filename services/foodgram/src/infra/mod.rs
pub mod db;
pub mod media;
use foodgram_domain::pagination::{Page, PageRequest};

use crate::domain::image::parse_data_uri;
use crate::domain::repository::{
    ImageStore, IngredientRepository, RecipeRepository, TagRepository, UserRepository,
};
use crate::domain::types::{
    ImageUpload, IngredientAmount, MediaFolder, RecipeDraft, RecipeFilter, RecipeView,
};
use crate::domain::validation::{AMOUNT_MIN, COOKING_TIME_MIN, RECIPE_NAME_MAX_LEN, find_duplicates};
use crate::error::FoodgramError;
use crate::usecase::{discard_image, require_caller};

/// Recipe list query as sent by clients.
#[derive(Debug, Clone, Default)]
pub struct RecipeQuery {
    pub tags: Vec<String>,
    pub author: Option<i32>,
    pub is_favorited: bool,
    pub is_in_shopping_cart: bool,
}

pub struct RecipeInput {
    pub name: String,
    /// Base64 image data URI.
    pub image: String,
    pub text: String,
    pub cooking_time: i32,
    pub tags: Vec<i32>,
    pub ingredients: Vec<IngredientAmount>,
}

/// Partial update. `tags` and `ingredients` must still be sent.
#[derive(Default)]
pub struct RecipePatch {
    pub name: Option<String>,
    pub image: Option<String>,
    pub text: Option<String>,
    pub cooking_time: Option<i32>,
    pub tags: Option<Vec<i32>>,
    pub ingredients: Option<Vec<IngredientAmount>>,
}

fn join_ids(ids: &[i32]) -> String {
    ids.iter()
        .map(ToString::to_string)
        .collect::<Vec<_>>()
        .join(", ")
}

fn check_fields(name: &str, text: &str, cooking_time: i32) -> Result<(), FoodgramError> {
    if name.trim().is_empty() {
        return Err(FoodgramError::invalid("name", "name must not be empty"));
    }
    if name.chars().count() > RECIPE_NAME_MAX_LEN {
        return Err(FoodgramError::invalid(
            "name",
            format!("name must be at most {RECIPE_NAME_MAX_LEN} characters"),
        ));
    }
    if text.trim().is_empty() {
        return Err(FoodgramError::invalid("text", "text must not be empty"));
    }
    if cooking_time < COOKING_TIME_MIN {
        return Err(FoodgramError::invalid(
            "cooking_time",
            format!("cooking time must be at least {COOKING_TIME_MIN}"),
        ));
    }
    Ok(())
}

fn parse_image(image: &str) -> Result<ImageUpload, FoodgramError> {
    parse_data_uri(image).ok_or_else(|| FoodgramError::invalid("image", "upload a valid base64 image"))
}

/// Tag and ingredient checks shared by create and update.
async fn check_links<T: TagRepository, G: IngredientRepository>(
    tags: &T,
    ingredients: &G,
    tag_ids: &[i32],
    lines: &[IngredientAmount],
) -> Result<(), FoodgramError> {
    if tag_ids.is_empty() {
        return Err(FoodgramError::invalid("tags", "at least one tag is required"));
    }
    let duplicates = find_duplicates(tag_ids);
    if !duplicates.is_empty() {
        return Err(FoodgramError::invalid(
            "tags",
            format!("duplicate tags: {}", join_ids(&duplicates)),
        ));
    }
    if lines.is_empty() {
        return Err(FoodgramError::invalid(
            "ingredients",
            "at least one ingredient is required",
        ));
    }
    let ingredient_ids: Vec<i32> = lines.iter().map(|l| l.ingredient_id).collect();
    let duplicates = find_duplicates(&ingredient_ids);
    if !duplicates.is_empty() {
        return Err(FoodgramError::invalid(
            "ingredients",
            format!("duplicate ingredients: {}", join_ids(&duplicates)),
        ));
    }
    if lines.iter().any(|l| l.amount < AMOUNT_MIN) {
        return Err(FoodgramError::invalid(
            "ingredients",
            format!("amount must be at least {AMOUNT_MIN}"),
        ));
    }

    let existing = tags.existing_ids(tag_ids).await?;
    let missing: Vec<i32> = tag_ids
        .iter()
        .copied()
        .filter(|id| !existing.contains(id))
        .collect();
    if !missing.is_empty() {
        return Err(FoodgramError::invalid(
            "tags",
            format!("unknown tags: {}", join_ids(&missing)),
        ));
    }
    let existing = ingredients.existing_ids(&ingredient_ids).await?;
    let missing: Vec<i32> = ingredient_ids
        .iter()
        .copied()
        .filter(|id| !existing.contains(id))
        .collect();
    if !missing.is_empty() {
        return Err(FoodgramError::invalid(
            "ingredients",
            format!("unknown ingredients: {}", join_ids(&missing)),
        ));
    }
    Ok(())
}

// ── ListRecipes ──────────────────────────────────────────────────────────────

pub struct ListRecipesUseCase<R: RecipeRepository> {
    pub repo: R,
}

impl<R: RecipeRepository> ListRecipesUseCase<R> {
    pub async fn execute(
        &self,
        viewer: Option<i32>,
        query: RecipeQuery,
        page: PageRequest,
    ) -> Result<Page<RecipeView>, FoodgramError> {
        if viewer.is_none() && (query.is_favorited || query.is_in_shopping_cart) {
            return Ok(Page::empty());
        }
        let filter = RecipeFilter {
            tags: query.tags,
            author: query.author,
            favorited_by: viewer.filter(|_| query.is_favorited),
            in_cart_of: viewer.filter(|_| query.is_in_shopping_cart),
        };
        self.repo.list(&filter, viewer, page).await
    }
}

// ── GetRecipe ────────────────────────────────────────────────────────────────

pub struct GetRecipeUseCase<R: RecipeRepository> {
    pub repo: R,
}

impl<R: RecipeRepository> GetRecipeUseCase<R> {
    pub async fn execute(&self, viewer: Option<i32>, id: i32) -> Result<RecipeView, FoodgramError> {
        self.repo
            .find_by_id(id, viewer)
            .await?
            .ok_or(FoodgramError::RecipeNotFound)
    }
}

// ── CreateRecipe ─────────────────────────────────────────────────────────────

pub struct CreateRecipeUseCase<U, R, T, G, I>
where
    U: UserRepository,
    R: RecipeRepository,
    T: TagRepository,
    G: IngredientRepository,
    I: ImageStore,
{
    pub users: U,
    pub recipes: R,
    pub tags: T,
    pub ingredients: G,
    pub images: I,
}

impl<U, R, T, G, I> CreateRecipeUseCase<U, R, T, G, I>
where
    U: UserRepository,
    R: RecipeRepository,
    T: TagRepository,
    G: IngredientRepository,
    I: ImageStore,
{
    pub async fn execute(
        &self,
        author_id: i32,
        input: RecipeInput,
    ) -> Result<RecipeView, FoodgramError> {
        require_caller(&self.users, author_id).await?;
        check_fields(&input.name, &input.text, input.cooking_time)?;
        check_links(&self.tags, &self.ingredients, &input.tags, &input.ingredients).await?;
        let upload = parse_image(&input.image)?;

        let image = self.images.save(MediaFolder::Recipes, &upload).await?;
        let draft = RecipeDraft {
            name: input.name.trim().to_owned(),
            image,
            text: input.text,
            cooking_time: input.cooking_time,
            tag_ids: input.tags,
            ingredients: input.ingredients,
        };
        let id = match self.recipes.create(author_id, &draft).await {
            Ok(id) => id,
            Err(e) => {
                discard_image(&self.images, &draft.image).await;
                return Err(e);
            }
        };
        tracing::info!(recipe_id = id, author_id, "recipe created");

        self.recipes
            .find_by_id(id, Some(author_id))
            .await?
            .ok_or(FoodgramError::RecipeNotFound)
    }
}

// ── UpdateRecipe ─────────────────────────────────────────────────────────────

pub struct UpdateRecipeUseCase<R, T, G, I>
where
    R: RecipeRepository,
    T: TagRepository,
    G: IngredientRepository,
    I: ImageStore,
{
    pub recipes: R,
    pub tags: T,
    pub ingredients: G,
    pub images: I,
}

impl<R, T, G, I> UpdateRecipeUseCase<R, T, G, I>
where
    R: RecipeRepository,
    T: TagRepository,
    G: IngredientRepository,
    I: ImageStore,
{
    pub async fn execute(
        &self,
        user_id: i32,
        recipe_id: i32,
        patch: RecipePatch,
    ) -> Result<RecipeView, FoodgramError> {
        let current = self
            .recipes
            .find_by_id(recipe_id, Some(user_id))
            .await?
            .ok_or(FoodgramError::RecipeNotFound)?
            .recipe;
        if current.author.id != user_id {
            return Err(FoodgramError::Forbidden);
        }

        let tag_ids = patch
            .tags
            .ok_or_else(|| FoodgramError::invalid("tags", "this field is required"))?;
        let lines = patch
            .ingredients
            .ok_or_else(|| FoodgramError::invalid("ingredients", "this field is required"))?;
        let name = patch.name.map_or(current.name, |n| n.trim().to_owned());
        let text = patch.text.unwrap_or(current.text);
        let cooking_time = patch.cooking_time.unwrap_or(current.cooking_time);
        check_fields(&name, &text, cooking_time)?;
        check_links(&self.tags, &self.ingredients, &tag_ids, &lines).await?;
        let upload = patch.image.as_deref().map(parse_image).transpose()?;

        let image = match &upload {
            Some(upload) => self.images.save(MediaFolder::Recipes, upload).await?,
            None => current.image.clone(),
        };
        let draft = RecipeDraft {
            name,
            image,
            text,
            cooking_time,
            tag_ids,
            ingredients: lines,
        };
        if let Err(e) = self.recipes.update(recipe_id, &draft).await {
            if upload.is_some() {
                discard_image(&self.images, &draft.image).await;
            }
            return Err(e);
        }
        if upload.is_some() {
            discard_image(&self.images, &current.image).await;
        }

        self.recipes
            .find_by_id(recipe_id, Some(user_id))
            .await?
            .ok_or(FoodgramError::RecipeNotFound)
    }
}

// ── DeleteRecipe ─────────────────────────────────────────────────────────────

pub struct DeleteRecipeUseCase<R: RecipeRepository, I: ImageStore> {
    pub recipes: R,
    pub images: I,
}

impl<R: RecipeRepository, I: ImageStore> DeleteRecipeUseCase<R, I> {
    pub async fn execute(&self, user_id: i32, recipe_id: i32) -> Result<(), FoodgramError> {
        let (author_id, image) = self
            .recipes
            .find_owner(recipe_id)
            .await?
            .ok_or(FoodgramError::RecipeNotFound)?;
        if author_id != user_id {
            return Err(FoodgramError::Forbidden);
        }
        self.recipes.delete(recipe_id).await?;
        discard_image(&self.images, &image).await;
        tracing::info!(recipe_id, user_id, "recipe deleted");
        Ok(())
    }
}
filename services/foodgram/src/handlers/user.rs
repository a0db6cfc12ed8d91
use axum::{
    Json,
    extract::{OriginalUri, Path, RawQuery, State, rejection::JsonRejection},
    http::StatusCode,
};
use serde::{Deserialize, Serialize};

use foodgram_auth_types::identity::IdentityHeaders;

use crate::error::FoodgramError;
use crate::handlers::pagination::{PageQuery, Paginated};
use crate::handlers::response::{CreatedUserResponse, UserResponse};
use crate::handlers::{json_body, parse_query, path_id, required};
use crate::state::AppState;
use crate::usecase::user::{
    CreateUserInput, CreateUserUseCase, DeleteAvatarUseCase, GetUserUseCase, ListUsersUseCase,
    SetAvatarUseCase, SetPasswordUseCase,
};

// ── Request types ────────────────────────────────────────────────────────────

#[derive(Deserialize)]
pub struct CreateUserRequest {
    pub email: Option<String>,
    pub username: Option<String>,
    pub first_name: Option<String>,
    pub last_name: Option<String>,
    pub password: Option<String>,
}

#[derive(Deserialize)]
pub struct SetPasswordRequest {
    pub current_password: Option<String>,
    pub new_password: Option<String>,
}

#[derive(Deserialize)]
pub struct AvatarRequest {
    pub avatar: Option<String>,
}

#[derive(Serialize)]
pub struct AvatarResponse {
    pub avatar: String,
}

// ── GET /api/users ───────────────────────────────────────────────────────────

pub async fn list_users(
    identity: Option<IdentityHeaders>,
    State(state): State<AppState>,
    OriginalUri(uri): OriginalUri,
    RawQuery(raw_query): RawQuery,
) -> Result<Json<Paginated<UserResponse>>, FoodgramError> {
    let query: PageQuery = parse_query(raw_query)?;
    let page = query.to_request(state.page_size);
    let uc = ListUsersUseCase {
        users: state.user_repo(),
        subscriptions: state.subscription_repo(),
    };
    let users = uc.execute(identity.map(|i| i.user_id), page).await?;
    let users = users.map(|view| UserResponse::from_view(view, &state));
    Ok(Json(Paginated::new(users, page, &state.public_url, &uri)))
}

// ── POST /api/users ──────────────────────────────────────────────────────────

pub async fn create_user(
    State(state): State<AppState>,
    body: Result<Json<CreateUserRequest>, JsonRejection>,
) -> Result<(StatusCode, Json<CreatedUserResponse>), FoodgramError> {
    let body = json_body(body)?;
    let input = CreateUserInput {
        email: required("email", body.email)?,
        username: required("username", body.username)?,
        first_name: required("first_name", body.first_name)?,
        last_name: required("last_name", body.last_name)?,
        password: required("password", body.password)?,
    };
    let uc = CreateUserUseCase {
        users: state.user_repo(),
    };
    let user = uc.execute(input).await?;
    Ok((StatusCode::CREATED, Json(user.into())))
}

// ── GET /api/users/{id} ──────────────────────────────────────────────────────

pub async fn get_user(
    identity: Option<IdentityHeaders>,
    State(state): State<AppState>,
    Path(id): Path<String>,
) -> Result<Json<UserResponse>, FoodgramError> {
    let id = path_id(&id, FoodgramError::UserNotFound)?;
    let uc = GetUserUseCase {
        users: state.user_repo(),
        subscriptions: state.subscription_repo(),
    };
    let view = uc.execute(identity.map(|i| i.user_id), id).await?;
    Ok(Json(UserResponse::from_view(view, &state)))
}

// ── GET /api/users/me ────────────────────────────────────────────────────────

pub async fn get_me(
    identity: IdentityHeaders,
    State(state): State<AppState>,
) -> Result<Json<UserResponse>, FoodgramError> {
    let uc = GetUserUseCase {
        users: state.user_repo(),
        subscriptions: state.subscription_repo(),
    };
    let view = uc
        .execute(Some(identity.user_id), identity.user_id)
        .await
        .map_err(|e| match e {
            FoodgramError::UserNotFound => FoodgramError::Unauthorized,
            other => other,
        })?;
    Ok(Json(UserResponse::from_view(view, &state)))
}

// ── POST /api/users/set_password ─────────────────────────────────────────────

pub async fn set_password(
    identity: IdentityHeaders,
    State(state): State<AppState>,
    body: Result<Json<SetPasswordRequest>, JsonRejection>,
) -> Result<StatusCode, FoodgramError> {
    let body = json_body(body)?;
    let current = required("current_password", body.current_password)?;
    let new = required("new_password", body.new_password)?;
    let uc = SetPasswordUseCase {
        users: state.user_repo(),
    };
    uc.execute(identity.user_id, &current, &new).await?;
    Ok(StatusCode::NO_CONTENT)
}

// ── PUT /api/users/me/avatar ─────────────────────────────────────────────────

pub async fn set_avatar(
    identity: IdentityHeaders,
    State(state): State<AppState>,
    body: Result<Json<AvatarRequest>, JsonRejection>,
) -> Result<Json<AvatarResponse>, FoodgramError> {
    let avatar = required("avatar", json_body(body)?.avatar)?;
    let uc = SetAvatarUseCase {
        users: state.user_repo(),
        images: state.image_store(),
    };
    let path = uc.execute(identity.user_id, &avatar).await?;
    Ok(Json(AvatarResponse {
        avatar: state.media_url(&path),
    }))
}

// ── DELETE /api/users/me/avatar ──────────────────────────────────────────────

pub async fn delete_avatar(
    identity: IdentityHeaders,
    State(state): State<AppState>,
) -> Result<StatusCode, FoodgramError> {
    let uc = DeleteAvatarUseCase {
        users: state.user_repo(),
        images: state.image_store(),
    };
    uc.execute(identity.user_id).await?;
    Ok(StatusCode::NO_CONTENT)
}
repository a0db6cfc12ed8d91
use axum::http::Uri;
use serde::{Deserialize, Serialize};

use foodgram_domain::pagination::{Page, PageRequest};

/// `page` and `limit` query parameters.
#[derive(Debug, Default, Deserialize)]
pub struct PageQuery {
    pub page: Option<u32>,
    pub limit: Option<u32>,
}

impl PageQuery {
    pub fn to_request(&self, default_limit: u32) -> PageRequest {
        PageRequest::new(self.page, self.limit, default_limit)
    }
}

/// Paginated list envelope.
#[derive(Debug, Serialize)]
pub struct Paginated<T> {
    pub count: u64,
    pub next: Option<String>,
    pub previous: Option<String>,
    pub results: Vec<T>,
}

impl<T> Paginated<T> {
    /// Wrap `page`, linking neighbours relative to the request URI.
    pub fn new(page: Page<T>, request: PageRequest, public_url: &str, uri: &Uri) -> Self {
        let next = page
            .has_next(request)
            .then(|| page_url(public_url, uri, request.page + 1));
        let previous = page
            .has_previous(request)
            .then(|| page_url(public_url, uri, request.page - 1));
        Self {
            count: page.count,
            next,
            previous,
            results: page.items,
        }
    }
}

/// Absolute URL of the same request with `page` replaced. Page 1 drops the parameter.
fn page_url(public_url: &str, uri: &Uri, page: u32) -> String {
    let mut params: Vec<String> = uri
        .query()
        .unwrap_or_default()
        .split('&')
        .filter(|p| !p.is_empty() && *p != "page" && !p.starts_with("page="))
        .map(str::to_owned)
        .collect();
    if page > 1 {
        params.push(format!("page={page}"));
    }
    let mut url = format!("{public_url}{}", uri.path());
    if !params.is_empty() {
        url.push('?');
        url.push_str(&params.join("&"));
    }
    url
}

☆ ☆ ☆

- **WHAT IS NEEDED**
Scan the material above for the string "missing" and return the lines that hold it.

- **SOLUTION TO THIS EXERCISE**
    let missing: Vec<i32> = tag_ids
    if !missing.is_empty() {
            format!("unknown tags: {}", join_ids(&missing)),
    let missing: Vec<i32> = ingredient_ids
    if !missing.is_empty() {
            format!("unknown ingredients: {}", join_ids(&missing)),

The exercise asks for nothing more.